"Afscheid van de wapenen" (Ernest Hemingway) en "Wolven huilen" (Erik Vlaminck) - recensies door Glenn Govaert



Afscheid van de wapenen speelt zich af in de laatste fase van de Eerste Wereldoorlog.
Het boek begint een beetje langdradig, waar de auteur de tijd neemt om eerst de sfeer, situatie en omgeving te schetsen. Hoewel dit zeer informatief is, komt het eigenlijke verhaal hierdoor traag op gang en heb je als lezer aanvankelijk moeite om in te pikken en in het ritme te komen. Anderzijds helpt deze informatie je verder in het verhaal wel om je te optimaal te kunnen inleven, en om bijvoorbeeld te beseffen hoe het moet geweest zijn om die oorlog te beleven.
Een Amerikaanse soldaat die in dienst is als ambulancier bij het Italiaanse leger, leert de Engelse verpleegster Catherine kennen. Hun liefde is verboden, de relatie moet geheim blijven. De oorlog staat als een muur tussen hen in.
De wisselwerking tussen de harde scènes aan het front en de liefdevolle ontmoetingen zorgen voor een aangenaam contrast.
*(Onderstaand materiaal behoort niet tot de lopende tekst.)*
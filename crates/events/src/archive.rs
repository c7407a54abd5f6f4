use codebuild_logs_aws::{ArchiveStore, LogService};
use codebuild_logs_core::{
    Result,
    models::{ArchivedLogRef, BuildRecord, LogLocation},
};

const LOG_CONTENT_TYPE: &str = "text/plain";

/// Archive object key for a build's log stream.
pub fn archive_key(logs: &LogLocation) -> String { format!("{}/build.log", logs.stream_name) }

/// Copy a build's log stream into the archive as a single object.
///
/// Messages are concatenated verbatim in the order the log service returns them. The key only
/// depends on the stream name, so archiving the same build again replaces the object.
pub async fn archive_logs(
    logs: &dyn LogService,
    archive: &dyn ArchiveStore,
    record: &BuildRecord,
) -> Result<ArchivedLogRef> {
    let mut content = String::new();
    let mut next_token = None;
    let mut pages = 0;
    loop {
        let page = logs.filter_events(&record.logs, next_token).await?;
        pages += 1;
        for message in &page.messages {
            content.push_str(message);
        }
        match page.next_token {
            Some(token) => next_token = Some(token),
            None => break,
        }
    }

    let key = archive_key(&record.logs);
    tracing::debug!(
        "Archiving {} bytes ({} pages) of build {} logs to s3://{}/{}",
        content.len(),
        pages,
        record.id,
        archive.bucket(),
        key
    );
    archive.put_object(&key, content, LOG_CONTENT_TYPE).await?;
    Ok(ArchivedLogRef { bucket: archive.bucket().to_string(), key })
}

#[cfg(test)]
mod tests {
    use codebuild_logs_aws::memory::{MemoryArchive, MemoryLogService};
    use codebuild_logs_core::Error;

    use super::*;

    fn location() -> LogLocation {
        LogLocation { group_name: "log-group".into(), stream_name: "log-stream".into() }
    }

    fn record() -> BuildRecord {
        BuildRecord {
            id: "some-build".into(),
            source_version: "pr/123".into(),
            commit_id: None,
            logs: location(),
        }
    }

    #[tokio::test]
    async fn concatenates_pages_in_order() {
        let logs = MemoryLogService::new();
        logs.insert_stream(location(), &[&["foo", "bar"], &["baz", "blah"]]);
        let archive = MemoryArchive::new("TestBucket");

        let archived = archive_logs(&logs, &archive, &record()).await.unwrap();

        assert_eq!(archived, ArchivedLogRef {
            bucket: "TestBucket".into(),
            key: "log-stream/build.log".into()
        });
        let object = archive.object("log-stream/build.log").unwrap();
        assert_eq!(object.body, "foobarbazblah");
        assert_eq!(object.content_type, "text/plain");
        assert_eq!(logs.requests(), vec![(location(), None), (location(), Some("1".to_string()))]);
    }

    #[tokio::test]
    async fn keeps_message_content_verbatim() {
        let logs = MemoryLogService::new();
        logs.insert_stream(location(), &[&["[Container] Running\n", "", "line 2\n"]]);
        let archive = MemoryArchive::new("TestBucket");
        archive_logs(&logs, &archive, &record()).await.unwrap();
        assert_eq!(
            archive.object("log-stream/build.log").unwrap().body,
            "[Container] Running\nline 2\n"
        );
    }

    #[tokio::test]
    async fn empty_stream_writes_empty_object() {
        let logs = MemoryLogService::new();
        let archive = MemoryArchive::new("TestBucket");
        archive_logs(&logs, &archive, &record()).await.unwrap();
        assert_eq!(archive.object("log-stream/build.log").unwrap().body, "");
    }

    #[tokio::test]
    async fn archiving_twice_replaces() {
        let logs = MemoryLogService::new();
        logs.insert_stream(location(), &[&["first"]]);
        let archive = MemoryArchive::new("TestBucket");
        archive_logs(&logs, &archive, &record()).await.unwrap();
        logs.insert_stream(location(), &[&["second"]]);
        archive_logs(&logs, &archive, &record()).await.unwrap();

        assert_eq!(archive.keys(), vec!["log-stream/build.log"]);
        assert_eq!(archive.object("log-stream/build.log").unwrap().body, "second");
    }

    #[tokio::test]
    async fn paging_failure() {
        let logs = MemoryLogService::new();
        logs.set_failing(true);
        let archive = MemoryArchive::new("TestBucket");
        let err = archive_logs(&logs, &archive, &record()).await.unwrap_err();
        assert!(matches!(err, Error::Upstream { .. }));
        assert!(archive.puts().is_empty());
    }

    #[tokio::test]
    async fn write_failure() {
        let logs = MemoryLogService::new();
        logs.insert_stream(location(), &[&["foo"]]);
        let archive = MemoryArchive::new("TestBucket");
        archive.set_failing_puts(true);
        let err = archive_logs(&logs, &archive, &record()).await.unwrap_err();
        assert!(matches!(err, Error::Upstream { .. }));
    }
}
De twee vechten zich doorheen de tegenslagen die hun pad kruisen. Maar wanneer aan het eind van het boek de toekomst hen eindelijk lijkt toe te lachen, neemt het verhaal nog eenmaal een dramatische wending. Het emotionele hoogtepunt (dat helemaal op het eind nog totaal onverwacht komt) ervaart de lezer als een kaakslag die blijft nazinderen, en mag beschouwd worden als een geniale finishing touch van een sterke roman.
Ernest Hemingway was niet de bedenker van fantastische verhalen. Zijn werken zijn vaak rauw en uit het leven gegrepen. Zonder al te veel tierlantijntjes.
Hemingway is één van de pioniers van de moderne literatuur, die de weg heeft geplaveid naar een eenvoudige krachtige schrijfstijl.  Zijn werk vormt een inspiratiebron en referentiepunt voor meerdere generaties hedendaagse auteurs.  Daar mag ondergetekende zich dankbaar bijrekenen.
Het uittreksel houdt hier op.